Editorial

Junta de Vigilancia

La cuenca del río Biobío es una de los más importantes de Chile. La que por siglos fuera la frontera natural entre la Corona Española y la nación mapuche, con una cadena de fuertes en buena parte de su extenso recorrido, todo cambió de manera rotunda a partir de 1860 cuando el - ahora - Estado chileno se internó en la ribera sur de ese curso fluvial.

En los años que siguieron, este curso fluvial fue cambiando de función de manera sostenida y paulatina al punto de ser aún más gravitante desde el punto de vista social y productivo.

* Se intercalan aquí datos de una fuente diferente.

fn default_order(a: &Value, b: &Value) -> f64 {
	match (a, b) {
		(Value::Undefined, Value::Undefined) => 0.0,
		(Value::Undefined, _) => 1.0,
		(_, Value::Undefined) => -1.0,
		_ => match a.to_display_string().cmp(&b.to_display_string()) {
			std::cmp::Ordering::Less => -1.0,
			std::cmp::Ordering::Equal => 0.0,
			std::cmp::Ordering::Greater => 1.0,
		},
	}
}

fn to_primitive(value: &Value) -> Value {
	match value {
		Value::Array(_) | Value::Object(_) | Value::Function(_) | Value::Promise(_) | Value::Stream(_) => {
			Value::Str(value.to_display_string())
		},
		other => other.clone(),
	}
}

fn add(left: &Value, right: &Value) -> Flow<Value> {
	let (left, right) = (to_primitive(left), to_primitive(right));
	if matches!(left, Value::Str(_)) || matches!(right, Value::Str(_)) {
		let (left, right) = (left.to_display_string(), right.to_display_string());
		check_string_length(left.len().checked_add(right.len()))?;
		Ok(Value::Str(left + &right))
	} else {
		Ok(Value::Number(left.to_number() + right.to_number()))
	}
}

fn compare(left: &Value, op: ComparisonOp, right: &Value) -> Flow<bool> {
	match op {
		ComparisonOp::In => {
			let key = property_key(left);
			match right {
				Value::Object(_) => Ok(right.has_key(&key)),
				Value::Array(items) => Ok(key == "length" || key.parse::<usize>().is_ok_and(|i| i < items.borrow().len())),
				other => Err(type_error(format!("Cannot use 'in' operator to search for '{key}' in {}", other.inspect()))),
			}
		},
		ComparisonOp::InstanceOf => match right {
			Value::Function(function) => Ok(match &**function {
				Callable::Constructor(Constructor::Error(kind)) => {
					left.class_name() == Some("Error")
						&& (*kind == "Error" || left.get_key("name").and_then(|n| n.as_str().map(String::from)).as_deref() == Some(*kind))
				},
				Callable::Constructor(Constructor::Promise) => matches!(left, Value::Promise(_)),
				_ => false,
			}),
			Value::Object(_) => Ok(match (left.class_name(), right.get_key("name")) {
				(Some(class), Some(Value::Str(name))) => class == name,
				_ => false,
			}),
			_ => Err(type_error("Right-hand side of 'instanceof' is not callable")),
		},
		_ => {
			let (left, right) = (to_primitive(left), to_primitive(right));
			if let (Value::Str(a), Value::Str(b)) = (&left, &right) {
				return Ok(match op {
					ComparisonOp::Less => a < b,
					ComparisonOp::Greater => a > b,
					ComparisonOp::LessEqual => a <= b,
					_ => a >= b,
				});
			}
			let (a, b) = (left.to_number(), right.to_number());
			Ok(match op {
				ComparisonOp::Less => a < b,
				ComparisonOp::Greater => a > b,
				ComparisonOp::LessEqual => a <= b,
				_ => a >= b,
			})
		},
	}
}

pub fn set_property(target: &Value, key: &str, value: Value) -> Flow<()> {
	match target {
		Value::Undefined | Value::Null => Err(type_error(format!(
			"Cannot set properties of {} (setting '{key}')",
			target.to_display_string()
		))),
		Value::Array(items) => {
			let mut items = items.borrow_mut();
			if key == "length" {
				let len = value.to_number();
				if len < 0.0 || len.fract() != 0.0 || len > MAX_ARRAY_LENGTH as f64 {
					return Err(range_error("Invalid array length"));
				}
				items.resize(len as usize, Value::Undefined);
			} else if let Ok(index) = key.parse::<usize>() {
				if index >= items.len() {
					check_array_length(index.checked_add(1))?;
					items.resize(index + 1, Value::Undefined);
				}
				items[index] = value;
			}
			Ok(())
		},
		Value::Object(obj) => {
			obj.borrow_mut().properties.insert(key.to_string(), value);
			Ok(())
		},
		_ => Ok(()),
	}
}
//! Simulated on-device AI APIs.
//!
//! Each API is a global class object (`LanguageDetector`, `Translator`, ...)
//! with async `availability()` and `create(options)` statics. Created
//! instances expose the same method names as the browser APIs, and every
//! async call settles after the configured latency.

pub mod assist;
pub mod language;
pub mod summarize;

use std::{cell::Cell, fmt, rc::Rc, time::Duration};

use log::debug;
use serde::Serialize;

use crate::{
	interpreter::{Flow, Scope, type_error},
	timer,
	value::{ChunkStream, Promise, Value},
};
use summarize::{SummaryFormat, SummaryLength, SummaryOptions, SummaryType};

const INPUT_QUOTA: f64 = 4_000.0;

#[derive(Debug, Clone)]
pub struct HostConfig {
	/// Delay before each async API call settles and between stream chunks.
	pub latency: Duration,
	/// Installs `Writer`, `Rewriter`, `Proofreader` and `LanguageModel`.
	pub experimental_apis: bool,
}

impl Default for HostConfig {
	fn default() -> Self {
		Self {
			latency: Duration::ZERO,
			experimental_apis: false,
		}
	}
}

#[derive(Debug, Clone, Copy, PartialEq, Eq, Hash, Serialize)]
pub enum ApiKind {
	LanguageDetector,
	Translator,
	Summarizer,
	Writer,
	Rewriter,
	Proofreader,
	LanguageModel,
}

impl ApiKind {
	pub const ALL: [ApiKind; 7] = [
		ApiKind::LanguageDetector,
		ApiKind::Translator,
		ApiKind::Summarizer,
		ApiKind::Writer,
		ApiKind::Rewriter,
		ApiKind::Proofreader,
		ApiKind::LanguageModel,
	];

	pub fn global_name(self) -> &'static str {
		match self {
			ApiKind::LanguageDetector => "LanguageDetector",
			ApiKind::Translator => "Translator",
			ApiKind::Summarizer => "Summarizer",
			ApiKind::Writer => "Writer",
			ApiKind::Rewriter => "Rewriter",
			ApiKind::Proofreader => "Proofreader",
			ApiKind::LanguageModel => "LanguageModel",
		}
	}

	pub fn is_experimental(self) -> bool {
		!matches!(self, ApiKind::LanguageDetector | ApiKind::Translator | ApiKind::Summarizer)
	}
}

impl fmt::Display for ApiKind {
	fn fmt(&self, f: &mut fmt::Formatter<'_>) -> fmt::Result {
		f.write_str(self.global_name())
	}
}

#[derive(Debug, Clone, Default)]
pub struct Host {
	config: HostConfig,
}
//! Rendering and JSON serialization for CLI output.

use std::{
    io::{self, IsTerminal},
    process::ExitCode,
};

use advq_sql::CompileError;
use serde::Serialize;

/// ANSI escape sequences used for styling.
mod colors {
    /// Reset all attributes.
    pub const RESET: &str = "\x1b[0m";
    /// Bold text.
    pub const BOLD: &str = "\x1b[1m";
    /// Dimmed text.
    pub const DIM: &str = "\x1b[2m";
}

/// Wraps `text` in `style` when stdout is a terminal.
fn styled(style: &str, text: &str) -> String {
    if io::stdout().is_terminal() {
        format!("{style}{text}{}", colors::RESET)
    } else {
        text.to_string()
    }
}

/// Formats text as a section heading (bold).
pub fn subheader(text: &str) -> String {
    styled(colors::BOLD, text)
}

/// Formats text as dimmed/less important.
pub fn dim(text: &str) -> String {
    styled(colors::DIM, text)
}

/// Prints `value` as pretty JSON.
pub fn print_json<T: Serialize>(value: &T) -> ExitCode {
    match serde_json::to_string_pretty(value) {
        Ok(json) => {
            println!("{json}");
            ExitCode::SUCCESS
        }
        Err(e) => {
            eprintln!("error: failed to serialize JSON: {e}");
            ExitCode::FAILURE
        }
    }
}

/// Prints a compile error to stderr with a hint. Parse errors also show the
/// offending query line with a caret.
pub fn report_compile_error(err: &CompileError) {
    if let CompileError::Parse(parse) = err {
        eprintln!("error: {}", parse.format_with_context());
        return;
    }
    eprintln!("error: {err}");
    if let Some(hint) = err.suggestion() {
        eprintln!("hint: {hint}");
    }
}

/// Indents every line by two spaces.
pub fn indent(text: &str) -> String {
    text.lines().map(|line| format!("  {line}\n")).collect()
}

¿Por qué? Hace poco menos de 100 años que varias organizaciones de regantes sacan sus aguas para irrigar cientos de miles de hectáreas de suelos agrícolas. Además, industrias y fábricas de todo tipo se han instalado en su entorno para aprovechar el recurso hídrico en sus procesos productivos. Un ejemplo fue la instalación de la planta de celulosa en Laja, en 1958, una de cuyas condiciones era contar con grandes volúmenes de agua para elaborar el producto.

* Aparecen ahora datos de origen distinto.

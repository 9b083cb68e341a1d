//! Integration tests for advq-config.
//!
//! Exercises discovery, parsing and merging through `Config::load`. Every
//! fixture tree marks its outermost file `root = true` so a real global
//! config on the test machine cannot leak in.

// Integration tests live outside cfg(test) by design
#![allow(clippy::tests_outside_test_module)]

use std::{
    fs,
    path::{Path, PathBuf},
};

use advq_config::{CONFIG_FILENAME, Config, ConfigError, ConfigWarning, local_template};
use advq_sql::Scope;

struct TestEnv {
    root: tempfile::TempDir,
}

impl TestEnv {
    fn new() -> Self {
        Self {
            root: tempfile::tempdir().unwrap(),
        }
    }

    fn path(&self) -> &Path {
        self.root.path()
    }

    fn create_dir(&self, rel_path: &str) -> PathBuf {
        let path = self.root.path().join(rel_path);
        fs::create_dir_all(&path).unwrap();
        path
    }

    fn create_config(&self, rel_dir: &str, content: &str) -> PathBuf {
        let path = self.create_dir(rel_dir).join(CONFIG_FILENAME);
        fs::write(&path, content).unwrap();
        path
    }
}

#[test]
fn test_load_single_config() {
    let env = TestEnv::new();
    env.create_config(
        "",
        r#"
root = true

[compile]
username = "alice"
scope = "songs"
order = "-ranking"
"#,
    );

    let config = Config::load(env.path()).unwrap();
    assert_eq!(config.compile.username, "alice");
    assert_eq!(config.scope(), Scope::Songs);
    assert_eq!(config.compile.order, "-ranking");
    assert_eq!(config.compile.table, "media_file");
    assert_eq!(config.config_root.as_deref(), Some(env.path()));
    assert!(config.validate().is_empty());
}

#[test]
fn test_load_nested_configs_merging() {
    let env = TestEnv::new();
    env.create_config(
        "",
        r#"
root = true

[compile]
username = "alice"
columns = "media_file.id, media_file.title"

[output]
json = true
"#,
    );
    let project = env.create_config("library", "[compile]\nusername = \"bob\"\n");
    let deep = env.create_dir("library/rock/70s");

    let config = Config::load(&deep).unwrap();
    assert_eq!(config.compile.username, "bob");
    assert_eq!(config.compile.columns, "media_file.id, media_file.title");
    assert!(config.output.json);
    assert_eq!(config.sources.first(), Some(&project));
    assert_eq!(config.sources.len(), 2);
}

#[test]
fn test_root_config_hides_parents() {
    let env = TestEnv::new();
    env.create_config("", "root = true\n[compile]\nusername = \"outer\"\n");
    env.create_config("inner", "root = true\n[compile]\norder = \"year\"\n");

    let config = Config::load(&env.path().join("inner")).unwrap();
    assert_eq!(config.compile.username, "admin");
    assert_eq!(config.compile.order, "year");
}

#[test]
fn test_malformed_file_is_an_error() {
    let env = TestEnv::new();
    env.create_config("", "root = true\n[compile\n");

    let err = Config::load(env.path()).unwrap_err();
    assert!(matches!(err, ConfigError::ParseToml { .. }));
}

#[test]
fn test_load_from_missing_file() {
    let env = TestEnv::new();
    let missing = env.path().join(CONFIG_FILENAME);
    let err = Config::load_from_files(&[missing]).unwrap_err();
    assert!(matches!(err, ConfigError::ReadFile { .. }));
}

#[test]
fn test_warnings_for_bad_values() {
    let env = TestEnv::new();
    env.create_config(
        "",
        "root = true\n[compile]\nscope = \"videos\"\norder = \"-colour\"\n",
    );

    let warnings = Config::load(env.path()).unwrap().validate();
    assert_eq!(warnings.len(), 2);
    assert!(matches!(warnings[0], ConfigWarning::UnknownScope { .. }));
    assert!(matches!(warnings[1], ConfigWarning::UnknownOrderField { .. }));
}

#[test]
fn test_uncommented_template_loads() {
    let env = TestEnv::new();
    let uncommented: String = local_template()
        .lines()
        .map(|line| line.strip_prefix("# ").unwrap_or(line))
        .filter(|line| line.starts_with('[') || line.contains(" = "))
        .map(|line| format!("{line}\n"))
        .collect();
    env.create_config("", &uncommented);

    let config = Config::load(env.path()).unwrap();
    assert_eq!(config.scope(), Scope::Songs);
    assert_eq!(config.compile.order, "-lastplayed");
    assert!(config.validate().is_empty());
}

#[test]
fn test_effective_settings_round_trip() {
    let env = TestEnv::new();
    env.create_config("", "root = true\n[compile]\nusername = \"zoe\"\n");
    let config = Config::load(env.path()).unwrap();

    let rendered = config.settings_to_toml().unwrap();
    let again = env.create_config("copy", &format!("root = true\n{rendered}"));
    let reloaded = Config::load_from_files(&[again]).unwrap();
    assert_eq!(reloaded.compile, config.compile);
    assert_eq!(reloaded.output, config.output);
}
//! Implementation of `advq config`.

use std::process::ExitCode;

use crate::cli::{context::CommandContext, output::dim};

/// Shows effective configuration settings.
///
/// Validation warnings were already logged when the context loaded.
pub fn run(ctx: &CommandContext) -> ExitCode {
    let config = &ctx.config;

    let toml = match config.settings_to_toml() {
        Ok(toml) => toml,
        Err(e) => {
            eprintln!("error: {e}");
            return ExitCode::FAILURE;
        }
    };

    if config.sources.is_empty() {
        println!("{}", dim("# no configuration files found, showing defaults"));
    }
    for path in &config.sources {
        println!("{}", dim(&format!("# from {}", path.display())));
    }
    print!("{toml}");

    ExitCode::SUCCESS
}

También, enormes centrales hidroeléctricas en el curso superior del Biobío usan la fuerza de sus aguas para mover turbinas gigantes que producen la energía de los hogares y para mover las fábricas. Como si fuera poco, también es vital para suministrar agua potable a más de un millón de personas en la zona del Gran Concepción.

Sin embargo, las perspectivas de uso del agua no son halagüeñas. El cambio climático, que ha traído aparejada una prolongada sequía, ha mermado el caudal de la mayoría de los cuerpos de agua. En contraposición, los requerimientos se van incrementando cada día más. No menor es el hecho de que existen proyectos -como las carreteras hídricas - que contemplan ni más ni menos que sacar agua desde la zona para llevarla hacia el norte del país.

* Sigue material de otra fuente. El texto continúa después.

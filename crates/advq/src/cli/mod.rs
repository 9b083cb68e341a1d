//! CLI support for the `advq` binary.

pub mod args;
pub mod commands;
pub mod context;
pub mod output;

pub use context::CommandContext;
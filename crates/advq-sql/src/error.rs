//! Error types for query compilation.

use std::fmt;

use advq_query::ParseError;
use thiserror::Error;

use crate::catalog::{ValueType, field_names};

/// What kind of fragment entry collided during a merge.
#[derive(Debug, Clone, Copy, PartialEq, Eq)]
pub enum ConflictKind {
    /// Two joins share an alias.
    Join,
    /// Two additional selects share an alias.
    Select,
}

impl fmt::Display for ConflictKind {
    fn fmt(&self, f: &mut fmt::Formatter<'_>) -> fmt::Result {
        f.write_str(match self {
            Self::Join => "join",
            Self::Select => "select",
        })
    }
}

/// Errors that can occur while compiling a query into a fragment.
///
/// Every error is terminal for the call: no partial fragment is produced.
#[derive(Debug, Clone, PartialEq, Eq, Error)]
pub enum CompileError {
    /// The query or ordering list failed to parse.
    #[error("{0}")]
    Parse(#[from] ParseError),

    /// A field token is not in the catalog.
    #[error("unknown field: {name}")]
    UnknownField {
        /// The token as written.
        name: String,
    },

    /// The operator does not apply to the field's value type.
    #[error("operator '{operator}' is not supported for {value_type} field '{field}'")]
    UnsupportedOperator {
        /// Field name.
        field: String,
        /// Operator symbol, or `between` for ranges.
        operator: String,
        /// Value type of the field.
        value_type: ValueType,
    },

    /// A literal could not be interpreted for the field.
    #[error("invalid {value_type} value for field '{field}': {literal}")]
    InvalidLiteral {
        /// Field name.
        field: String,
        /// The literal with quotes stripped.
        literal: String,
        /// Value type of the field.
        value_type: ValueType,
    },

    /// Two fragments disagree on the definition of an alias.
    #[error("conflicting {kind} for alias '{alias}': '{existing}' vs '{attempted}'")]
    FragmentConflict {
        /// Whether a join or a select collided.
        kind: ConflictKind,
        /// The shared alias.
        alias: String,
        /// Definition already present.
        existing: String,
        /// Definition that was being added.
        attempted: String,
    },
}

impl CompileError {
    /// Returns a hint for fixing the error, if one applies.
    pub fn suggestion(&self) -> Option<String> {
        match self {
            Self::Parse(err) => err.suggestion().map(str::to_string),
            Self::UnknownField { .. } => Some(format!(
                "Valid fields are: {}",
                field_names().join(", ")
            )),
            Self::UnsupportedOperator { value_type, .. } => Some(
                match value_type {
                    ValueType::String => "Use ':' (contains), '=' (exact) or '~' (regexp)",
                    ValueType::ExactString => "Use ':' or '=' for exact matches",
                    ValueType::Int | ValueType::Date => {
                        "Use ':', '=', '<', '>', '<=', '>=' or a [low TO high] range"
                    }
                    ValueType::Bool => "Use ':' or '=' with yes/no",
                    ValueType::Computed => "This field can only be used for ordering",
                }
                .to_string(),
            ),
            Self::InvalidLiteral { .. } => {
                Some("Boolean fields accept true/false, yes/no, y/n, 1/0 or null".to_string())
            }
            Self::FragmentConflict { .. } => None,
        }
    }
}
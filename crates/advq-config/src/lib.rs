//! Configuration system for advq.
//!
//! advq reads TOML files named `.advq.toml`. Files are collected by walking up
//! from the working directory, then `~/.advq.toml` is added with the lowest
//! precedence. Command-line flags override everything loaded here.

#![warn(missing_docs)]

mod discovery;
mod error;
mod merge;
mod parse;
mod templates;
mod validate;

use std::path::{Path, PathBuf};

use advq_sql::Scope;
use serde::{Deserialize, Serialize};
use tracing::{debug, warn};

pub use discovery::{CONFIG_FILENAME, discover_config_files, global_config_path, is_global_config};
pub use error::ConfigError;
pub use merge::{ParsedConfig, merge_configs};
pub use parse::{
    RawCompileSettings, RawConfig, RawOutputSettings, parse_config_file, parse_config_str,
};
pub use templates::{global_template, local_template};
pub use validate::ConfigWarning;
use validate::validate_config;

/// Merged configuration for advq.
#[derive(Debug, Clone, Default)]
pub struct Config {
    /// Defaults for `advq compile`.
    pub compile: CompileSettings,
    /// Output formatting defaults.
    pub output: OutputSettings,
    /// Directory containing the most specific config file.
    pub config_root: Option<PathBuf>,
    /// Files that contributed, highest precedence first.
    pub sources: Vec<PathBuf>,
}

impl Config {
    /// Discovers and merges all configuration files relevant to `cwd`.
    ///
    /// Returns `Config::default()` if no configuration files are found.
    pub fn load(cwd: &Path) -> Result<Self, ConfigError> {
        let config_files = discover_config_files(cwd);
        debug!(cwd = %cwd.display(), files = config_files.len(), "discovered config files");
        Self::load_from_files(&config_files)
    }

    /// Loads configuration from an explicit list of files, highest
    /// precedence first.
    pub fn load_from_files(files: &[PathBuf]) -> Result<Self, ConfigError> {
        if files.is_empty() {
            return Ok(Self::default());
        }

        let parsed: Vec<ParsedConfig> = files
            .iter()
            .map(|path| {
                let config = parse_config_file(path)?;
                Ok(ParsedConfig {
                    path: path.clone(),
                    config,
                })
            })
            .collect::<Result<Vec<_>, ConfigError>>()?;

        Ok(merge_configs(&parsed))
    }

    /// Validates the configuration and returns any warnings.
    pub fn validate(&self) -> Vec<ConfigWarning> {
        validate_config(self)
    }

    /// Returns the configured scope, falling back to [`Scope::All`] when the
    /// value does not parse.
    pub fn scope(&self) -> Scope {
        self.compile.scope.parse().unwrap_or_else(|err: String| {
            warn!(%err, "ignoring configured scope");
            Scope::default()
        })
    }

    /// Serializes the effective settings as `.advq.toml` content.
    pub fn settings_to_toml(&self) -> Result<String, ConfigError> {
        let serializable = SerializableSettings {
            compile: &self.compile,
            output: &self.output,
        };
        Ok(toml::to_string_pretty(&serializable)?)
    }
}

/// Defaults for `advq compile`.
#[derive(Debug, Clone, PartialEq, Eq, Deserialize, Serialize)]
#[serde(default)]
pub struct CompileSettings {
    /// User bound by per-user joins.
    pub username: String,
    /// Media type scope name.
    pub scope: String,
    /// Default ordering list; empty means no ordering.
    pub order: String,
    /// Table named in assembled statements.
    pub table: String,
    /// Column list selected in assembled statements.
    pub columns: String,
}

impl Default for CompileSettings {
    fn default() -> Self {
        Self {
            username: String::from("admin"),
            scope: Scope::All.to_string(),
            order: String::new(),
            table: String::from("media_file"),
            columns: String::from("media_file.*"),
        }
    }
}

/// Output formatting defaults.
#[derive(Debug, Clone, Default, PartialEq, Eq, Deserialize, Serialize)]
#[serde(default)]
pub struct OutputSettings {
    /// Emit JSON instead of text.
    pub json: bool,
}

/// Borrowed view of the settings for TOML output.
#[derive(Serialize)]
struct SerializableSettings<'a> {
    /// `[compile]` section.
    compile: &'a CompileSettings,
    /// `[output]` section.
    output: &'a OutputSettings,
}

Por eso, desde 2018 que varias organizaciones de regantes, encabezadas por la Asociación de Canalistas Biobío-Negrete, se empezaron a reunir para explorar la posibilidad de crear una junta de vigilancia, instancia prevista en el Código de Aguas para hacer una administración racional de un recurso cada vez más escaso.

En ese empeño, se llevaron a cabo reuniones con los diferentes actores, desde grandes empresas hasta pequeños regantes. Todos ellos fueron contactados para explicar la idea y recoger propuestas y sugerencias. Es que la intención es estar organizados y preparados - a través de una junta de vigilancia - para cuando llegue ese día en que el agua empiece a faltar. Este hecho per se es un verdadero hito ya que la creación de dichas instancias, al alero del Código de Aguas, suele estar marcada por el conflicto entre los involucrados. Es lo que, por ejemplo, sucede con el río Laja que, pese a la necesidad de tener dicho instrumento, aún no avanza. En este caso, no hay tal conflicto y si la voluntad de las partes de sumarse de manera voluntaria.

Por eso, es tremendamente valioso que ese trabajo silencioso y sostenido - pese a la contingencia sanitaria por el coronavirus que complejizó la posibilidad de llevar a cabo reuniones entre las partes interesadas-, haya permitido la conformación legal de la Junta de Vigilancia del río Biobío y sus afluentes.

Lo ocurrido ayer es un paso fundamental para asegurar que los interesados puedan velar por la sustentabilidad del recurso hídrico desde una perspectiva integral y no en forma particular o sectorial. Ahora, los integrantes tienen la misión de ponerse de acuerdo y asegurar que el río Biobío seguirá siendo grande y generoso, como lo ha sido a lo largo de toda su historia.